(Saved entries)

=====

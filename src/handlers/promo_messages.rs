use crate::handlers::common::{
    created_response, ensure_cart_value, no_content_response, success_response, AppJson,
    AppQuery,
};
use crate::{
    errors::{ErrorResponse, ServiceError},
    services::promo_messages::{CreatePromoMessageInput, UpdatePromoMessageInput},
    AppState,
};
use axum::{
    extract::{Path, State},
    response::Response,
    routing::{get, put},
    Router,
};
use serde::Deserialize;
use std::sync::Arc;
use uuid::Uuid;

pub fn public_routes() -> Router<Arc<AppState>> {
    Router::new()
        .route("/", get(list_messages))
        .route("/best", get(best_message))
}

pub fn admin_routes() -> Router<Arc<AppState>> {
    Router::new()
        .route("/", get(list_all_messages).post(create_message))
        .route("/:id", put(update_message).delete(delete_message))
}

#[derive(Debug, Deserialize)]
pub struct CartTotalQuery {
    #[serde(rename = "cartTotal", alias = "cart_total", alias = "cart_value")]
    pub cart_total: Option<i64>,
}

/// Messages whose band covers the cart total, most specific first
#[utoipa::path(
    get,
    path = "/api/promomessages",
    summary = "Matching promo messages",
    params(("cartTotal" = Option<i64>, Query, description = "Cart total; all messages when omitted")),
    responses(
        (status = 200, description = "Matching messages", body = [crate::entities::promo_message::Model]),
        (status = 400, description = "Invalid cart total", body = ErrorResponse),
    ),
    tag = "Promo Messages"
)]
pub async fn list_messages(
    State(state): State<Arc<AppState>>,
    AppQuery(query): AppQuery<CartTotalQuery>,
) -> Result<Response, ServiceError> {
    let cart_total = query.cart_total.map(ensure_cart_value).transpose()?;
    let messages = state.services.promo_messages.list(cart_total).await?;
    Ok(success_response(messages))
}

/// The single best banner for a cart total, or `null`
#[utoipa::path(
    get,
    path = "/api/promomessages/best",
    summary = "Best promo message",
    params(("cartTotal" = i64, Query, description = "Cart total in minor units")),
    responses(
        (status = 200, description = "Most specific message or null", body = Option<crate::entities::promo_message::Model>),
        (status = 400, description = "Missing or invalid cart total", body = ErrorResponse),
    ),
    tag = "Promo Messages"
)]
pub async fn best_message(
    State(state): State<Arc<AppState>>,
    AppQuery(query): AppQuery<CartTotalQuery>,
) -> Result<Response, ServiceError> {
    let cart_total = query
        .cart_total
        .ok_or_else(|| ServiceError::BadRequest("cartTotal is required".into()))
        .and_then(ensure_cart_value)?;
    let message = state.services.promo_messages.best(cart_total).await?;
    Ok(success_response(message))
}

async fn list_all_messages(State(state): State<Arc<AppState>>) -> Result<Response, ServiceError> {
    let messages = state.services.promo_messages.list(None).await?;
    Ok(success_response(messages))
}

async fn create_message(
    State(state): State<Arc<AppState>>,
    AppJson(payload): AppJson<CreatePromoMessageInput>,
) -> Result<Response, ServiceError> {
    let message = state.services.promo_messages.create(payload).await?;
    Ok(created_response(message))
}

async fn update_message(
    State(state): State<Arc<AppState>>,
    Path(id): Path<Uuid>,
    AppJson(payload): AppJson<UpdatePromoMessageInput>,
) -> Result<Response, ServiceError> {
    let message = state.services.promo_messages.update(id, payload).await?;
    Ok(success_response(message))
}

async fn delete_message(
    State(state): State<Arc<AppState>>,
    Path(id): Path<Uuid>,
) -> Result<Response, ServiceError> {
    state.services.promo_messages.delete(id).await?;
    Ok(no_content_response())
}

=====

Reproduce every line in the records above that contains the word "Deserialize".

■ **ANSWER TO THIS EXERCISE**
use serde::Deserialize;
#[derive(Debug, Deserialize)]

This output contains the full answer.